Identifying the Stone Heads: The seven stone heads had staved off the effects of erosion as they marched through the years. In order to manifest a key, one had to subject the stone head to a spell effect of a school identical to the aura shed by the stone. Detect magic was the simplest method of determining what schools of magic the stone heads radiated. The heroes identified each of the stone heads, correlating to the visages of the seven runelords, and thus which school of magic each head related to.
Securing a Runeforge Key: Each stone head guarded one of the seven keys needed to enter Runeforge - the proper way to extract each key involved casting specific types of magic on the stone heads. A spell effect needed only be cast next to the stone head in order for the stone head to absorb the spell.

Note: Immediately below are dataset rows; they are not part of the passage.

//! Access token cache for Firestore authentication.

use std::sync::Arc;
use std::time::{Duration, Instant};

use chrono::Utc;
use gcp_auth::TokenProvider;
use tokio::sync::RwLock;
use tracing::{debug, warn};

use crate::error::{FirestoreError, FirestoreResult};

/// Tokens are refreshed this long before they expire.
const REFRESH_MARGIN: Duration = Duration::from_secs(60);

/// OAuth scope for the Firestore REST API.
pub const FIRESTORE_SCOPE: &str = "https://www.googleapis.com/auth/datastore";

#[derive(Clone)]
struct CachedToken {
    value: String,
    expires_at: Instant,
}

impl CachedToken {
    fn fresh(&self, now: Instant) -> bool {
        now + REFRESH_MARGIN < self.expires_at
    }

    fn unexpired(&self, now: Instant) -> bool {
        now < self.expires_at
    }
}

/// Shared token cache. Concurrent callers wait on one refresh.
pub struct TokenCache {
    provider: Arc<dyn TokenProvider>,
    slot: RwLock<Option<CachedToken>>,
}

impl TokenCache {
    pub fn new(provider: Arc<dyn TokenProvider>) -> Self {
        Self {
            provider,
            slot: RwLock::new(None),
        }
    }

    /// Drop the cached token so the next call fetches a new one.
    pub async fn invalidate(&self) {
        *self.slot.write().await = None;
    }

    /// Return a token valid for at least the refresh margin.
    pub async fn get_token(&self) -> FirestoreResult<String> {
        if let Some(token) = self.slot.read().await.as_ref() {
            if token.fresh(Instant::now()) {
                return Ok(token.value.clone());
            }
        }

        let mut slot = self.slot.write().await;
        if let Some(token) = slot.as_ref() {
            if token.fresh(Instant::now()) {
                return Ok(token.value.clone());
            }
        }

        match self.provider.token(&[FIRESTORE_SCOPE]).await {
            Ok(token) => {
                let remaining = (token.expires_at() - Utc::now()).to_std().unwrap_or(Duration::ZERO);
                let cached = CachedToken {
                    value: token.as_str().to_string(),
                    expires_at: Instant::now() + remaining,
                };
                debug!(ttl_secs = remaining.as_secs(), "Refreshed Firestore access token");
                let value = cached.value.clone();
                *slot = Some(cached);
                Ok(value)
            }
            // Keep serving an unexpired token when refresh fails
            Err(e) => match slot.as_ref() {
                Some(token) if token.unexpired(Instant::now()) => {
                    warn!("Token refresh failed, reusing current token: {}", e);
                    Ok(token.value.clone())
                }
                _ => Err(FirestoreError::auth_error(format!(
                    "Failed to obtain auth token: {}",
                    e
                ))),
            },
        }
    }
}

An absorbed spell did not create the desired effect - instead, the head that absorbed the spell glowed with energy for a moment and the ground vibrated as a piercing trill emanated from the head. The glow and the sound faded completely after several seconds, at which point a gold key appeared in its mouth.

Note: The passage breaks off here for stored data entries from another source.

//! FFmpeg progress parsing.

use serde::{Deserialize, Serialize};

/// Keys FFmpeg emits on `-progress pipe:2`.
const PROGRESS_KEYS: &[&str] = &[
    "frame",
    "fps",
    "bitrate",
    "total_size",
    "out_time_us",
    "out_time_ms",
    "out_time",
    "dup_frames",
    "drop_frames",
    "speed",
    "progress",
];

/// Progress information from FFmpeg.
#[derive(Debug, Clone, Default, Serialize, Deserialize)]
pub struct FfmpegProgress {
    /// Current frame number
    pub frame: u64,
    /// Current FPS
    pub fps: f64,
    /// Output time in milliseconds
    pub out_time_ms: i64,
    /// Encoding speed (e.g., 1.5 = 1.5x realtime)
    pub speed: f64,
    /// Whether encoding is complete
    pub is_complete: bool,
}

impl FfmpegProgress {
    /// Calculate progress percentage given total duration in milliseconds.
    pub fn percentage(&self, total_duration_ms: i64) -> f64 {
        if total_duration_ms <= 0 {
            return 0.0;
        }
        ((self.out_time_ms as f64 / total_duration_ms as f64) * 100.0).min(100.0)
    }
}

/// Whether a stderr line belongs to the progress stream rather than a log message.
pub fn is_progress_line(line: &str) -> bool {
    match line.trim().split_once('=') {
        Some((key, _)) => PROGRESS_KEYS.contains(&key) || key.starts_with("stream_"),
        None => false,
    }
}

/// Parse a progress line, returning a snapshot at the end of each block.
pub fn parse_progress_line(line: &str, current: &mut FfmpegProgress) -> Option<FfmpegProgress> {
    let (key, value) = line.trim().split_once('=')?;
    match key {
        // out_time_ms is actually microseconds in FFmpeg output
        "out_time_us" | "out_time_ms" => {
            if let Ok(us) = value.parse::<i64>() {
                current.out_time_ms = us / 1000;
            }
        }
        "frame" => {
            if let Ok(frame) = value.parse() {
                current.frame = frame;
            }
        }
        "fps" => {
            if let Ok(fps) = value.parse() {
                current.fps = fps;
            }
        }
        "speed" => {
            if let Some(speed) = value.strip_suffix('x').and_then(|s| s.trim().parse().ok()) {
                current.speed = speed;
            }
        }
        "progress" => {
            if value == "end" {
                current.is_complete = true;
            }
            return Some(current.clone());
        }
        _ => {}
    }
    None
}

Arkrhyst - called Freezemaw by the Shoanti - was an ancient white dragon who lived on Rimeskull. In his youth several centuries ago, Arkrhyst was a great and hated enemy of the Shoanti; his raids on the nomads of the Velashu Uplands and the western Storval Plateau were legendary, and many of those tribes still sang of those dark times, and of the countless heroes who sought out his home on Rimeskull to defeat him. None accomplished this goal.
The heroes recalled stories of Arkrhyst's raids on the Shoanti, and that 200 years ago, the dragon's raids ceased. Many thought he had been slain, but no sign of his supposedly vast treasure ever appeared - wiser scholars of things draconic believed that Arkrhyst had simply been sleeping for many, many years.
Arkrhyst was invisible before he entered combat. Arkrhyst flew low over heroes (or just above the standing stones) and used his breath weapon, and at the same time his frightful presence weakened his enemies' morale. When his opponents scattered, he singled a random opponent out in between when he could breathe and made either a flyby tail slap or a bite so that he could snatch an opponent, carry it aloft, and drop it onto the rocks below. He killed Shalelu and Thurden using these tactics before the heroes fled back to Sandpoint.
Once in Sandpoint, they took some time to resurrect their fallen companions and prepare for another encounter with Arkrhyst.